__PROBLEM__: Word for word, restate each entry that appears below.

[Saved data entries]

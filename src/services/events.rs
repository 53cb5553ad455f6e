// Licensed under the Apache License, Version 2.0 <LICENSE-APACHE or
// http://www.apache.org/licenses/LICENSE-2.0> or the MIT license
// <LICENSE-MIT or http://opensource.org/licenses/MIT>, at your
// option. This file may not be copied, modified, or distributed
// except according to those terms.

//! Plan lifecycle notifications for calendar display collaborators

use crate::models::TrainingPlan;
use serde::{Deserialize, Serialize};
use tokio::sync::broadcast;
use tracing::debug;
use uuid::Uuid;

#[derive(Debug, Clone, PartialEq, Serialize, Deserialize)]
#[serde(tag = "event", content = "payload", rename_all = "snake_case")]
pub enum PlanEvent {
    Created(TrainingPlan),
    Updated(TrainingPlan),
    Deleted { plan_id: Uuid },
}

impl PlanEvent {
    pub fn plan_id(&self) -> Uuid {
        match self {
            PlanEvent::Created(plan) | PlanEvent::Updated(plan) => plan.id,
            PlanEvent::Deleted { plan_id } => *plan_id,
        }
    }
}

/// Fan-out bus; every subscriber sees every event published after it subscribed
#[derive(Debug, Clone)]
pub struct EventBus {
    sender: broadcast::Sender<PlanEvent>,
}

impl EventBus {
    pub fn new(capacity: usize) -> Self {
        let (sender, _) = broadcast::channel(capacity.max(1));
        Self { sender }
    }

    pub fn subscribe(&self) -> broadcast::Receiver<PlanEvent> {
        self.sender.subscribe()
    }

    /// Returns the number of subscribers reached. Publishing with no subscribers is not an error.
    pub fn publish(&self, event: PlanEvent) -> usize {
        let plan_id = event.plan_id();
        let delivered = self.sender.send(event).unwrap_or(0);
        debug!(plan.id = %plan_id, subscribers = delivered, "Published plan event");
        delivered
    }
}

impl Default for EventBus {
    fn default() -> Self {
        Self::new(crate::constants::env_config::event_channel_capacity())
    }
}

__RESULT__:
filename src/services/events.rs
repository 53cb5553ad455f6e
// Licensed under the Apache License, Version 2.0 <LICENSE-APACHE or
// http://www.apache.org/licenses/LICENSE-2.0> or the MIT license
// <LICENSE-MIT or http://opensource.org/licenses/MIT>, at your
// option. This file may not be copied, modified, or distributed
// except according to those terms.

//! Plan lifecycle notifications for calendar display collaborators

use crate::models::TrainingPlan;
use serde::{Deserialize, Serialize};
use tokio::sync::broadcast;
use tracing::debug;
use uuid::Uuid;

#[derive(Debug, Clone, PartialEq, Serialize, Deserialize)]
#[serde(tag = "event", content = "payload", rename_all = "snake_case")]
pub enum PlanEvent {
    Created(TrainingPlan),
    Updated(TrainingPlan),
    Deleted { plan_id: Uuid },
}

impl PlanEvent {
    pub fn plan_id(&self) -> Uuid {
        match self {
            PlanEvent::Created(plan) | PlanEvent::Updated(plan) => plan.id,
            PlanEvent::Deleted { plan_id } => *plan_id,
        }
    }
}

/// Fan-out bus; every subscriber sees every event published after it subscribed
#[derive(Debug, Clone)]
pub struct EventBus {
    sender: broadcast::Sender<PlanEvent>,
}

impl EventBus {
    pub fn new(capacity: usize) -> Self {
        let (sender, _) = broadcast::channel(capacity.max(1));
        Self { sender }
    }

    pub fn subscribe(&self) -> broadcast::Receiver<PlanEvent> {
        self.sender.subscribe()
    }

    /// Returns the number of subscribers reached. Publishing with no subscribers is not an error.
    pub fn publish(&self, event: PlanEvent) -> usize {
        let plan_id = event.plan_id();
        let delivered = self.sender.send(event).unwrap_or(0);
        debug!(plan.id = %plan_id, subscribers = delivered, "Published plan event");
        delivered
    }
}

impl Default for EventBus {
    fn default() -> Self {
        Self::new(crate::constants::env_config::event_channel_capacity())
    }
}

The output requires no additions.